The Three Pillars of Containerization

Container technology relies on core Linux kernel features:

  1. Isolation Namespaces: Containers use Linux namespaces to provide isolated views of system resources:

    • pid: Isolates process IDs.
    • net: Isolates network interfaces, IP addresses, and ports.
    • mnt: Isolates filesystem mount points.
    • uts: Isolates hostname and domain name.
    • ipc: Isolates inter-process communication resources.
    • user: Isolates user and group IDs.
  2. Resource Control (cgroups): cgroups limit and monitor resource usage (CPU, memory, disk I/O) for a collection of processes. Docker uses cgroups to enforce resource limits on containers.

  3. Portability (Images): Docker images are immutable, layered filesystem snapshots containing the application, libraries, and dependencies. This packaging ensures consistency wherever the image is run – from a developer laptop to production servers.

Docker Across Different Teams

Different teams often value different aspects of Docker:

TeamPriorityHow Docker Helps
DevsModularity, Development SpeedIsolated dependencies per container, fast spin-up.
DevOpsCI/CD, Environment ConsistencyIdentical builds/runs locally, staging, prod.
OpsScalability, Monitoring, StabilityStandardized units, resource limits, easier management.
SecurityIsolation, Vulnerability ControlKernel namespaces limit attack surface, image scanning.
BusinessCost Efficiency, AgilityHigher density than VMs, faster deployment cycles.
  • Wasm (WebAssembly): A binary instruction format offering potential benefits in size, speed, and sandboxing.

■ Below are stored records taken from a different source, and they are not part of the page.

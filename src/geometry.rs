use serde::{Deserialize, Serialize};
use std::fmt;

use crate::{LOOP_CONTROL_HEIGHT, LOOP_CONTROL_SPREAD};

#[derive(Debug, Clone, Copy, PartialEq, Default, Serialize, Deserialize)]
pub struct Point {
    pub x: f32,
    pub y: f32,
}

impl Point {
    pub const fn new(x: f32, y: f32) -> Self {
        Self { x, y }
    }
}

/// Visual displacement applied to both ends of a straight edge.
///
/// `dy` points up, so it is subtracted from screen coordinates.
#[derive(Debug, Clone, Copy, PartialEq, Default, Serialize, Deserialize)]
pub struct Offset {
    #[serde(default)]
    pub dx: f32,
    #[serde(default)]
    pub dy: f32,
}

impl Offset {
    pub const ZERO: Offset = Offset { dx: 0.0, dy: 0.0 };

    pub const fn new(dx: f32, dy: f32) -> Self {
        Self { dx, dy }
    }

    /// Lowered edges mirror the offset vector.
    pub fn effective(self, lowered: bool) -> Offset {
        if lowered {
            Offset {
                dx: -self.dx,
                dy: -self.dy,
            }
        } else {
            self
        }
    }

    pub fn apply(self, point: Point) -> Point {
        Point {
            x: point.x + self.dx,
            y: point.y - self.dy,
        }
    }
}

#[derive(Debug, Clone, Copy, PartialEq)]
pub enum EdgePath {
    Line { start: Point, end: Point },
    Loop { anchor: Point },
}

impl EdgePath {
    pub fn line(start: Point, end: Point, offset: Offset) -> Self {
        EdgePath::Line {
            start: offset.apply(start),
            end: offset.apply(end),
        }
    }

    pub fn self_loop(anchor: Point) -> Self {
        EdgePath::Loop { anchor }
    }

    pub fn is_loop(&self) -> bool {
        matches!(self, EdgePath::Loop { .. })
    }

    /// Control points of the cubic curve drawn above a self-loop's node.
    pub fn loop_controls(anchor: Point) -> (Point, Point) {
        (
            Point::new(
                anchor.x - LOOP_CONTROL_SPREAD,
                anchor.y - LOOP_CONTROL_HEIGHT,
            ),
            Point::new(
                anchor.x + LOOP_CONTROL_SPREAD,
                anchor.y - LOOP_CONTROL_HEIGHT,
            ),
        )
    }
}

impl fmt::Display for EdgePath {
    fn fmt(&self, f: &mut fmt::Formatter<'_>) -> fmt::Result {
        match *self {
            EdgePath::Line { start, end } => {
                write!(f, "M {},{} L {},{}", start.x, start.y, end.x, end.y)
            }
            EdgePath::Loop { anchor } => {
                let (c1, c2) = EdgePath::loop_controls(anchor);
                write!(
                    f,
                    "M {x},{y} C {:.3},{:.3} {:.3},{:.3} {x},{y} M {x},{y}",
                    c1.x,
                    c1.y,
                    c2.x,
                    c2.y,
                    x = anchor.x,
                    y = anchor.y
                )
            }
        }
    }
}

#[derive(Debug, Clone, Copy, PartialEq, Eq, Default)]
pub enum LabelOrientation {
    #[default]
    Upright,
    Flipped,
}

impl LabelOrientation {
    /// Text drawn along a path running right-to-left would appear upside
    /// down, so such segments get a flipped label.
    pub fn for_segment(start: Point, end: Point) -> Self {
        if end.x < start.x {
            LabelOrientation::Flipped
        } else {
            LabelOrientation::Upright
        }
    }

    pub fn rotation(self) -> u16 {
        match self {
            LabelOrientation::Upright => 0,
            LabelOrientation::Flipped => 180,
        }
    }

    pub fn apply(self, text: &str) -> String {
        match self {
            LabelOrientation::Upright => text.to_string(),
            LabelOrientation::Flipped => text.chars().rev().collect(),
        }
    }
}

pub fn format_weight(weight: f64) -> String {
    format!("{weight}")
}

#[cfg(test)]
mod tests {
    use super::*;

    #[test]
    fn line_path_applies_offset_with_upward_dy() {
        let path = EdgePath::line(
            Point::new(0.0, 0.0),
            Point::new(100.0, 50.0),
            Offset::new(5.0, 3.0),
        );
        assert_eq!(path.to_string(), "M 5,-3 L 105,47");
    }

    #[test]
    fn lowered_offset_is_mirrored() {
        let offset = Offset::new(4.0, -2.0);
        assert_eq!(offset.effective(false), offset);
        assert_eq!(offset.effective(true), Offset::new(-4.0, 2.0));
    }

    #[test]
    fn loop_path_uses_fixed_controls() {
        let path = EdgePath::self_loop(Point::new(10.0, 200.0));
        assert!(path.is_loop());
        let line = EdgePath::line(Point::new(0.0, 0.0), Point::new(1.0, 1.0), Offset::ZERO);
        assert!(!line.is_loop());
        assert_eq!(
            path.to_string(),
            "M 10,200 C -60.000,125.000 80.000,125.000 10,200 M 10,200"
        );
    }

    #[test]
    fn orientation_flips_only_for_leftward_segments() {
        let origin = Point::new(0.0, 0.0);
        assert_eq!(
            LabelOrientation::for_segment(origin, Point::new(-1.0, 0.0)),
            LabelOrientation::Flipped
        );
        assert_eq!(
            LabelOrientation::for_segment(origin, Point::new(0.0, 40.0)),
            LabelOrientation::Upright,
            "vertical segments keep the label upright"
        );
        assert_eq!(LabelOrientation::Flipped.rotation(), 180);
        assert_eq!(LabelOrientation::Flipped.apply("123"), "321");
    }

    #[test]
    fn weights_print_like_plain_decimals() {
        assert_eq!(format_weight(42.0), "42");
        assert_eq!(format_weight(2.5), "2.5");
        assert_eq!(format_weight(-7.0), "-7");
    }
}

While promising, the Wasm ecosystem is less mature than containers for general server-side applications. Docker is exploring integration, but containers remain dominant.
  • Kubernetes: The standard platform for container orchestration (managing containerized applications at scale). Newer Kubernetes versions typically use containerd directly as the container runtime, bypassing the main Docker daemon but still running OCI-compliant containers (including those built with Docker).

Virtualization vs Containerization

Virtual Machines (VMs) were a significant step, allowing multiple applications to run safely on shared hardware. However, VMs virtualize the hardware, meaning each VM needs a full guest operating system.

This leads to drawbacks:

  • High resource overhead (CPU, RAM) per VM for the guest OS.
  • Separate patching and monitoring required for each guest OS.
  • Larger image sizes and slower boot times.

Containers virtualize the operating system. They share the host OS kernel, making them much more lightweight.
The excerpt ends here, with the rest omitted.